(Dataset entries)
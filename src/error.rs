//! Error types for rating prediction
//!
//! This module defines all error types using anyhow for consistent error
//! handling throughout the library. Every failure is a caller precondition
//! violation surfaced immediately; nothing is retried or recovered
//! internally.

/// Result type alias for convenience
pub type Result<T> = anyhow::Result<T>;

/// Custom error types for specific prediction scenarios
#[derive(Debug, thiserror::Error)]
pub enum PredictionError {
    #[error("history sequences have mismatched lengths: own={own}, outcomes={outcomes}, first_team={first_team}, second_team={second_team}")]
    ShapeMismatch {
        own: usize,
        outcomes: usize,
        first_team: usize,
        second_team: usize,
    },

    #[error("insufficient history: got {observed} observation(s), need at least 2")]
    InsufficientHistory { observed: usize },

    #[error("degenerate win probability at observation {index}: outcome score equals expected score")]
    DegenerateProbability { index: usize },

    #[error("configuration error: {message}")]
    Configuration { message: String },
}
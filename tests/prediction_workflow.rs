//! Integration tests for the elo-predictor library
//!
//! These tests validate the public API end to end, including:
//! - The full prediction pipeline (delta -> probability -> projection)
//! - Both prediction entry points converging on the same merge rule
//! - K-factor estimation over a realistic match history
//! - Error handling for malformed histories
//! - Serialization of results for the presentation layer

use elo_predictor::{
    implied_k_factor, rating_delta, win_probability, EloConfig, EloPredictor, KFactorEstimate,
    MatchOutcome, PredictionError, PredictionResult,
};

/// A season of ranked matches for one player, as the presentation layer
/// would hand it over
fn ranked_season() -> (Vec<i32>, Vec<MatchOutcome>, Vec<i32>, Vec<i32>) {
    let own = vec![2783, 2761, 2738, 2760, 2783, 2762, 2739];
    let outcomes = [false, false, true, true, false, false, false]
        .iter()
        .map(|&won| MatchOutcome::from(won))
        .collect();
    let first_team = vec![2833, 2773, 2767, 2712, 2760, 2774, 2759];
    let second_team = vec![2842, 2763, 2758, 2721, 2780, 2769, 2761];

    (own, outcomes, first_team, second_team)
}

#[test]
fn test_curve_pipeline() {
    let delta = rating_delta(2833, 2842);
    assert_eq!(delta, -9);

    assert_eq!(win_probability(0), 0.5);

    // The underdog's probability feeds both projections
    let p = win_probability(delta);
    let predictor = EloPredictor::default();
    let result = predictor.predict_from_probability(2783, p);
    assert_eq!(result.win, 2806);
    assert_eq!(result.lose, 2761);
    assert_eq!(result.prediction, result.lose);
}

#[test]
fn test_prediction_by_probability() {
    let predictor = EloPredictor::default();

    let result = predictor.predict_from_probability(2783, 0.4712494361);
    assert_eq!(
        result,
        PredictionResult {
            win: 2807,
            lose: 2762,
            prediction: 2762,
        }
    );
}

#[test]
fn test_prediction_by_teams() {
    let predictor = EloPredictor::default();

    let result = predictor.predict_from_teams(2762, 2774, 2769);
    assert_eq!(
        result,
        PredictionResult {
            win: 2784,
            lose: 2739,
            prediction: 2784,
        }
    );
}

#[test]
fn test_entry_points_agree() {
    let predictor = EloPredictor::default();

    let by_teams = predictor.predict_from_teams(2762, 2774, 2769);
    let p = win_probability(rating_delta(2774, 2769));
    let by_probability = predictor.predict_from_probability(2762, p);

    assert_eq!(by_teams, by_probability);
}

#[test]
fn test_even_match_prediction_is_input_rating() {
    let predictor = EloPredictor::default();

    let result = predictor.predict_from_teams(2783, 2800, 2800);
    assert_eq!(result.prediction, 2783);
    assert_ne!(result.prediction, result.win);
    assert_ne!(result.prediction, result.lose);
}

#[test]
fn test_k_factor_estimation_over_season() {
    let (own, outcomes, first_team, second_team) = ranked_season();

    let estimate = implied_k_factor(&own, &outcomes, &first_team, &second_team).unwrap();
    assert_eq!(
        estimate,
        KFactorEstimate {
            average: 45,
            actual: 45,
        }
    );
}

#[test]
fn test_custom_k_factor() {
    let predictor = EloPredictor::new(EloConfig::with_k_factor(32)).unwrap();

    // p = 0.5 splits K evenly between the two projections
    let result = predictor.predict_from_probability(2000, 0.5);
    assert_eq!(result.win, 2016);
    assert_eq!(result.lose, 1984);
}

#[test]
fn test_truncated_history_is_rejected() {
    let (own, outcomes, first_team, second_team) = ranked_season();

    let err = implied_k_factor(&own[..5], &outcomes, &first_team, &second_team).unwrap_err();
    assert!(matches!(
        err.downcast_ref::<PredictionError>(),
        Some(PredictionError::ShapeMismatch { own: 5, .. })
    ));

    let err = implied_k_factor(
        &own[..1],
        &outcomes[..1],
        &first_team[..1],
        &second_team[..1],
    )
    .unwrap_err();
    assert!(matches!(
        err.downcast_ref::<PredictionError>(),
        Some(PredictionError::InsufficientHistory { observed: 1 })
    ));
}

#[test]
fn test_results_serialize_for_presentation() {
    let predictor = EloPredictor::default();

    let prediction = predictor.predict_from_teams(2762, 2774, 2769);
    let json = serde_json::to_value(prediction).unwrap();
    assert_eq!(json["win"], 2784);
    assert_eq!(json["lose"], 2739);
    assert_eq!(json["prediction"], 2784);

    let (own, outcomes, first_team, second_team) = ranked_season();
    let estimate = implied_k_factor(&own, &outcomes, &first_team, &second_team).unwrap();
    let json = serde_json::to_value(estimate).unwrap();
    assert_eq!(json["average"], 45);
    assert_eq!(json["actual"], 45);
}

== Work to be completed ==
Lines from the top of the data above through the line containing "These tests validate" must be repeated exactly. All other lines stay out.

== Answer section ==
filename src/error.rs
//! Error types for rating prediction
//!
//! This module defines all error types using anyhow for consistent error
//! handling throughout the library. Every failure is a caller precondition
//! violation surfaced immediately; nothing is retried or recovered
//! internally.

/// Result type alias for convenience
pub type Result<T> = anyhow::Result<T>;

/// Custom error types for specific prediction scenarios
#[derive(Debug, thiserror::Error)]
pub enum PredictionError {
    #[error("history sequences have mismatched lengths: own={own}, outcomes={outcomes}, first_team={first_team}, second_team={second_team}")]
    ShapeMismatch {
        own: usize,
        outcomes: usize,
        first_team: usize,
        second_team: usize,
    },

    #[error("insufficient history: got {observed} observation(s), need at least 2")]
    InsufficientHistory { observed: usize },

    #[error("degenerate win probability at observation {index}: outcome score equals expected score")]
    DegenerateProbability { index: usize },

    #[error("configuration error: {message}")]
    Configuration { message: String },
}
filename tests/prediction_workflow.rs
//! Integration tests for the elo-predictor library
//!
//! These tests validate the public API end to end, including:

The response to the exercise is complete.